かつて、私たちが毎日オフィスに出社していた頃は、「物理的な環境」が強力なメッセージを発信していました。 活気あるオフィス、目の前で議論する先輩の姿、真剣な空気感。これら物理的な「環境」が、社員に「ここではこう振る舞うべきだ」という「個人」の認知と自他の「行動」を、無意識の前提意識(Level3)として形成してきました。

リモート時代における「環境」の再定義

しかし、リモートワークやハイブリッドワークが定着した今、物理的なオフィスの強制力は限定的になりました。オフィスは依然として重要ですが、かつてのように「そこにいれば文化が伝染する」という唯一絶対の装置ではなくなったのです。

ここで多くの企業が、「環境(Level 1)の効果の足りずを、言葉(Level 2)でカバーしよう」とします。パーパスやMVVの再定義・発信です。しかし、A社の事例のように、日々の業務体験から乖離した「綺麗な言葉」だけでは、長年の体験で培われた無意識の前提意識(Level 3)を書き換えるには不十分です。

では、物理的な場に依存せず、言葉だけでもない、今の時代に機能する新しい「環境」とは何でしょうか。 私はそれを、「チーム(半径3mの世界)」だと確信しています。

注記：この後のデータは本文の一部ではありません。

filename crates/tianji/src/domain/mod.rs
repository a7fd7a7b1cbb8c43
//! Domain Layer
//!
//! Pure domain logic without infrastructure dependencies.
//! Contains entities, value objects, domain services, and errors.

pub mod entities;
pub mod errors;
pub mod services;
pub mod value_objects;

// Re-exports for convenience
pub use entities::*;
pub use errors::*;
pub use services::*;
pub use value_objects::*;
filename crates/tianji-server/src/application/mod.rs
//! Application layer
//!
//! Use cases sitting between the HTTP routes and the tianji domain.

mod reading_service;

pub use reading_service::ReadingService;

「半径3mの世界」のLevel 3を書き換える方程式




日々、1人ひとりが活動の中心とする「チーム」において、そのLevel 3を変容させていくもっとも適切な方程式が、ダニエル・キムの「成功の循環」だと考えています。「社会的認知理論」に「成功の循環(GOODサイクル)」を重ねることで、具体的に注視すべき点とアプローチの解像度が格段に上がります。

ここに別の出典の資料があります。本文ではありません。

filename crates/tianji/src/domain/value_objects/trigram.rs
//! Trigram (八卦) - Three stacked lines

use serde::{Deserialize, Serialize};

/// The eight trigrams
///
/// A trigram code is read like its binary key: the first character (the
/// most significant of the three bits) is the bottom line.
#[derive(Debug, Clone, Copy, PartialEq, Eq, Hash)]
pub enum Trigram {
    Qian,
    Dui,
    Li,
    Zhen,
    Xun,
    Kan,
    Gen,
    Kun,
}

impl Trigram {
    /// All trigrams in descending key order (111 … 000)
    pub const ALL: [Trigram; 8] = [
        Trigram::Qian,
        Trigram::Dui,
        Trigram::Li,
        Trigram::Zhen,
        Trigram::Xun,
        Trigram::Kan,
        Trigram::Gen,
        Trigram::Kun,
    ];

    /// Resolve a 3-bit code; higher bits are ignored
    pub fn from_code(code: u8) -> Self {
        match code & 0b111 {
            0b111 => Trigram::Qian,
            0b110 => Trigram::Dui,
            0b101 => Trigram::Li,
            0b100 => Trigram::Zhen,
            0b011 => Trigram::Xun,
            0b010 => Trigram::Kan,
            0b001 => Trigram::Gen,
            _ => Trigram::Kun,
        }
    }

    pub fn code(self) -> u8 {
        match self {
            Trigram::Qian => 0b111,
            Trigram::Dui => 0b110,
            Trigram::Li => 0b101,
            Trigram::Zhen => 0b100,
            Trigram::Xun => 0b011,
            Trigram::Kan => 0b010,
            Trigram::Gen => 0b001,
            Trigram::Kun => 0b000,
        }
    }

    /// Three-character binary key, bottom line first
    pub fn key(self) -> String {
        format!("{:03b}", self.code())
    }

    pub fn name(self) -> &'static str {
        match self {
            Trigram::Qian => "乾",
            Trigram::Dui => "兑",
            Trigram::Li => "离",
            Trigram::Zhen => "震",
            Trigram::Xun => "巽",
            Trigram::Kan => "坎",
            Trigram::Gen => "艮",
            Trigram::Kun => "坤",
        }
    }

    pub fn symbol(self) -> &'static str {
        match self {
            Trigram::Qian => "☰",
            Trigram::Dui => "☱",
            Trigram::Li => "☲",
            Trigram::Zhen => "☳",
            Trigram::Xun => "☴",
            Trigram::Kan => "☵",
            Trigram::Gen => "☶",
            Trigram::Kun => "☷",
        }
    }

    /// Natural image (天, 泽, 火 …)
    pub fn nature(self) -> &'static str {
        match self {
            Trigram::Qian => "天",
            Trigram::Dui => "泽",
            Trigram::Li => "火",
            Trigram::Zhen => "雷",
            Trigram::Xun => "风",
            Trigram::Kan => "水",
            Trigram::Gen => "山",
            Trigram::Kun => "地",
        }
    }
}

impl std::fmt::Display for Trigram {
    fn fmt(&self, f: &mut std::fmt::Formatter<'_>) -> std::fmt::Result {
        write!(f, "{}", self.name())
    }
}

/// Serialized trigram record
#[derive(Debug, Clone, Serialize, Deserialize, PartialEq, Eq)]
pub struct TrigramInfo {
    pub name: String,
    pub symbol: String,
    pub nature: String,
}

impl From<Trigram> for TrigramInfo {
    fn from(trigram: Trigram) -> Self {
        Self {
            name: trigram.name().to_string(),
            symbol: trigram.symbol().to_string(),
            nature: trigram.nature().to_string(),
        }
    }
}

  • 環境 ≒ 関係の質 (チーム・メンバー同士の関係性、相互理解、心理的安全性)

  • 個人 ≒ 思考の質 (当事者意識、自己効力感、そしてLevel 3の前提認識)

  • 行動 ≒ 行動の質 (自発的な振る舞い、助け合いと挑戦、Level 3の体現・伝播)

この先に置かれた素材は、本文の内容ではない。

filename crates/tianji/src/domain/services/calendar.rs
//! Calendar Service - Solar to lunar conversion and Four Pillars (八字)
//!
//! Lunar years are decoded from a bit-packed table, one entry per year from
//! 1900. For an entry `data`:
//!
//! - bits 0-3: leap month number (0 = no leap month)
//! - bits 15..4: months 1..12, set = 30 days, clear = 29 days
//!
//! The leap month's length is read from the bit of the regular month it
//! follows. Bit 16 is not consulted.

use chrono::{Datelike, NaiveDate};

use crate::domain::entities::{FourPillars, FourPillarsChart, LunarDate, SolarDate};
use crate::domain::errors::DomainError;
use crate::domain::value_objects::Pillar;

/// Packed lunar year data, 1900-2049
const LUNAR_YEAR_DATA: [u32; 150] = [
    0x04bd8, 0x04ae0, 0x0a570, 0x054d5, 0x0d260, 0x0d950, 0x16554, 0x056a0, 0x09ad0, 0x055d2,
    0x04ae0, 0x0a5b6, 0x0a4d0, 0x0d250, 0x1d255, 0x0b540, 0x0d6a0, 0x0ada2, 0x095b0, 0x14977,
    0x04970, 0x0a4b0, 0x0b4b5, 0x06a50, 0x06d40, 0x1ab54, 0x02b60, 0x09570, 0x052f2, 0x04970,
    0x06566, 0x0d4a0, 0x0ea50, 0x06e95, 0x05ad0, 0x02b60, 0x186e3, 0x092e0, 0x1c8d7, 0x0c950,
    0x0d4a0, 0x1d8a6, 0x0b550, 0x056a0, 0x1a5b4, 0x025d0, 0x092d0, 0x0d2b2, 0x0a950, 0x0b557,
    0x06ca0, 0x0b550, 0x15355, 0x04da0, 0x0a5d0, 0x14573, 0x052d0, 0x0a9a8, 0x0e950, 0x06aa0,
    0x0aea6, 0x0ab50, 0x04b60, 0x0aae4, 0x0a570, 0x05260, 0x0f263, 0x0d950, 0x05b57, 0x056a0,
    0x096d0, 0x04dd5, 0x04ad0, 0x0a4d0, 0x0d4d4, 0x0d250, 0x0d558, 0x0b540, 0x0b5a0, 0x195a6,
    0x095b0, 0x049b0, 0x0a974, 0x0a4b0, 0x0b27a, 0x06a50, 0x06d40, 0x0af46, 0x0ab60, 0x09570,
    0x04af5, 0x04970, 0x064b0, 0x074a3, 0x0ea50, 0x06b58, 0x055c0, 0x0ab60, 0x096d5, 0x092e0,
    0x0c960, 0x0d954, 0x0d4a0, 0x0da50, 0x07552, 0x056a0, 0x0abb7, 0x025d0, 0x092d0, 0x0cab5,
    0x0a950, 0x0b4a0, 0x0baa4, 0x0ad50, 0x055d9, 0x04ba0, 0x0a5b0, 0x15176, 0x052b0, 0x0a930,
    0x07954, 0x06aa0, 0x0ad50, 0x05b52, 0x04b60, 0x0a6e6, 0x0a4e0, 0x0d260, 0x0ea65, 0x0d530,
    0x05aa0, 0x076a3, 0x096d0, 0x04bd7, 0x04ad0, 0x0a4d0, 0x1d0b6, 0x0d250, 0x0d520, 0x0dd45,
    0x0b5a0, 0x056d0, 0x055b2, 0x049b0, 0x0a577, 0x0a4b0, 0x0aa50, 0x1b255, 0x06d20, 0x0ada0,
];

/// First lunar year in the table
pub const FIRST_LUNAR_YEAR: i32 = 1900;
/// Last lunar year in the table
pub const LAST_LUNAR_YEAR: i32 = FIRST_LUNAR_YEAR + LUNAR_YEAR_DATA.len() as i32 - 1;

/// 1900-01-01 as days from the common era (day pillar reference, 甲子 day)
const SOLAR_EPOCH_DAYS: i64 = 693_596;
/// 1900-01-31 as days from the common era (lunar 1900-01-01)
const LUNAR_EPOCH_DAYS: i64 = 693_626;

fn year_data(lunar_year: i32) -> Option<u32> {
    let index = usize::try_from(lunar_year - FIRST_LUNAR_YEAR).ok()?;
    LUNAR_YEAR_DATA.get(index).copied()
}

fn month_days(data: u32, month: u32) -> u32 {
    if data & (0x10000 >> month) != 0 {
        30
    } else {
        29
    }
}

fn leap_month(data: u32) -> u32 {
    data & 0xf
}

fn leap_month_days(data: u32) -> u32 {
    match leap_month(data) {
        0 => 0,
        month => month_days(data, month),
    }
}

fn year_days(data: u32) -> u32 {
    let long_months = (4..16).filter(|bit| data & (1 << bit) != 0).count() as u32;
    348 + long_months + leap_month_days(data)
}

fn gregorian(year: i32, month: u32, day: u32) -> Result<NaiveDate, DomainError> {
    NaiveDate::from_ymd_opt(year, month, day).ok_or_else(|| {
        DomainError::invalid(format!(
            "{}-{}-{} is not a valid Gregorian date",
            year, month, day
        ))
    })
}

fn check_hour(hour: u32) -> Result<(), DomainError> {
    if hour > 23 {
        return Err(DomainError::invalid(format!(
            "hour must be within 0..=23, got {}",
            hour
        )));
    }
    Ok(())
}

fn check_month(month: u32) -> Result<(), DomainError> {
    if !(1..=12).contains(&month) {
        return Err(DomainError::invalid(format!(
            "lunar month must be within 1..=12, got {}",
            month
        )));
    }
    Ok(())
}

/// Convert a Gregorian date to the lunisolar calendar
///
/// Supported from 1900-01-31 (lunar 1900-01-01) through the end of
/// [`LAST_LUNAR_YEAR`]. Leap months are folded into the walk, so the
/// returned month is never flagged as leap.
pub fn solar_to_lunar(year: i32, month: u32, day: u32) -> Result<LunarDate, DomainError> {
    let date = gregorian(year, month, day)?;
    let out_of_range = || DomainError::unsupported_date(year, month, day);

    if year > LAST_LUNAR_YEAR {
        return Err(out_of_range());
    }
    let mut offset = i64::from(date.num_days_from_ce()) - LUNAR_EPOCH_DAYS;
    if offset < 0 {
        return Err(out_of_range());
    }

    let mut lunar_year = FIRST_LUNAR_YEAR;
    loop {
        let days = i64::from(year_days(year_data(lunar_year).ok_or_else(out_of_range)?));
        if offset < days {
            break;
        }
        offset -= days;
        lunar_year += 1;
    }

    // Months 1..12 only; leftover leap-month days roll into the next year
    let mut lunar_month = 1;
    loop {
        let data = year_data(lunar_year).ok_or_else(out_of_range)?;
        let days = i64::from(month_days(data, lunar_month));
        if offset < days {
            break;
        }
        offset -= days;
        lunar_month += 1;
        if lunar_month > 12 {
            lunar_month = 1;
            lunar_year += 1;
        }
    }

    Ok(LunarDate {
        year: lunar_year,
        month: lunar_month,
        day: offset as u32 + 1,
        is_leap: false,
    })
}

/// Year pillar: stem `(year - 4) mod 10`, branch `(year - 4) mod 12`
pub fn year_pillar(lunar_year: i32) -> Pillar {
    let cycle = i64::from(lunar_year) - 4;
    Pillar::from_cycles(cycle, cycle)
}

/// Month pillar: stem `(year stem * 2 + month) mod 10`, branch `(month + 1) mod 12`
pub fn month_pillar(lunar_year: i32, lunar_month: u32) -> Result<Pillar, DomainError> {
    check_month(lunar_month)?;
    let year_stem = year_pillar(lunar_year).stem.index();
    let month = i64::from(lunar_month);
    Ok(Pillar::from_cycles(i64::from(year_stem) * 2 + month, month + 1))
}

/// Day pillar counted in solar days from 1900-01-01
pub fn day_pillar(year: i32, month: u32, day: u32) -> Result<Pillar, DomainError> {
    let date = gregorian(year, month, day)?;
    let offset = i64::from(date.num_days_from_ce()) - SOLAR_EPOCH_DAYS;
    Ok(Pillar::from_cycles(offset, offset))
}

/// Hour pillar
///
/// The branch is the two-hour window (23:00-00:59 is 子). The stem is seeded
/// from `(year * 365 + month * 30 + day) mod 10` over the lunar date rather
/// than from the day pillar's stem; existing charts depend on this value.
pub fn hour_pillar(
    hour: u32,
    lunar_year: i32,
    lunar_month: u32,
    lunar_day: u32,
) -> Result<Pillar, DomainError> {
    check_hour(hour)?;
    let branch = i64::from((hour + 1) / 2 % 12);
    let day_stem = (i64::from(lunar_year) * 365 + i64::from(lunar_month) * 30 + i64::from(lunar_day))
        .rem_euclid(10);
    Ok(Pillar::from_cycles(day_stem * 2 + branch, branch))
}

/// Compute the Four Pillars chart for a Gregorian birth date and hour
pub fn calculate_bazi(
    year: i32,
    month: u32,
    day: u32,
    hour: u32,
) -> Result<FourPillarsChart, DomainError> {
    check_hour(hour)?;
    let lunar = solar_to_lunar(year, month, day)?;

    let bazi = FourPillars {
        year_pillar: year_pillar(lunar.year),
        month_pillar: month_pillar(lunar.year, lunar.month)?,
        day_pillar: day_pillar(year, month, day)?,
        hour_pillar: hour_pillar(hour, lunar.year, lunar.month, lunar.day)?,
    };

    let solar = SolarDate {
        year,
        month,
        day,
        hour,
    };

    Ok(FourPillarsChart::new(solar, lunar, bazi))
}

結論はシンプルです。 社員の「Level 3:前提認識」を変えるためには、物理的なオフィス改装や全社的なパーパス・MVV構築と同時に、最小単位であるチームのGOODサイクルのありように着目し、「関係の質」→「思考の質」→「行動の質」の順でアプローチすることが最善の策だと言えます。

次回:『成長循環モデル』が描き出す世界

最初にアプローチすべき「関係の質」とは、単なる「心理的安全性が高い、仲良しクラブ」を作ることではありません。「結果を出すために、私たちは何を目指し、どうあるべきか」という共通認知を持った、強いチーム環境を作ることです。

次回は、この「成功の循環」をコクヨ独自にアップデートし、具体的な介入・打ち手の精度を更に高めていく『成長循環モデル』についてお話しします。 物理層に依存せず、「チームVISION・ISM」を言語化・共有し、メンバーのLevel 3を書き換えていく実践的なアプローチです。ぜひご期待ください。

最後までお読みいただき、ありがとうございました。


参照理論・ソース

  • シャインの組織文化の3レベル エドガー・シャインによる、組織文化を人工物・価値観・基本的仮定の3層で捉える枠組み。 (Source: Schein, E. H. (2010). Organizational Culture and Leadership. Jossey-Bass.)

  • 社会的認知理論(Social Cognitive Theory) A.バンデューラ提唱。環境・行動・個人の3要素が相互に影響し合い学習が成立するとする理論。 (Source: Bandura, A. (1986). Social Foundations of Thought and Action. Prentice-Hall.)

  • 成功の循環(Core Theory of Success) ダニエル・キム提唱。関係の質を高めることで思考・行動・結果の質が好転するサイクル。 (Source: Kim, D. H. (2002). Levels of Perspective. The Systems Thinker.)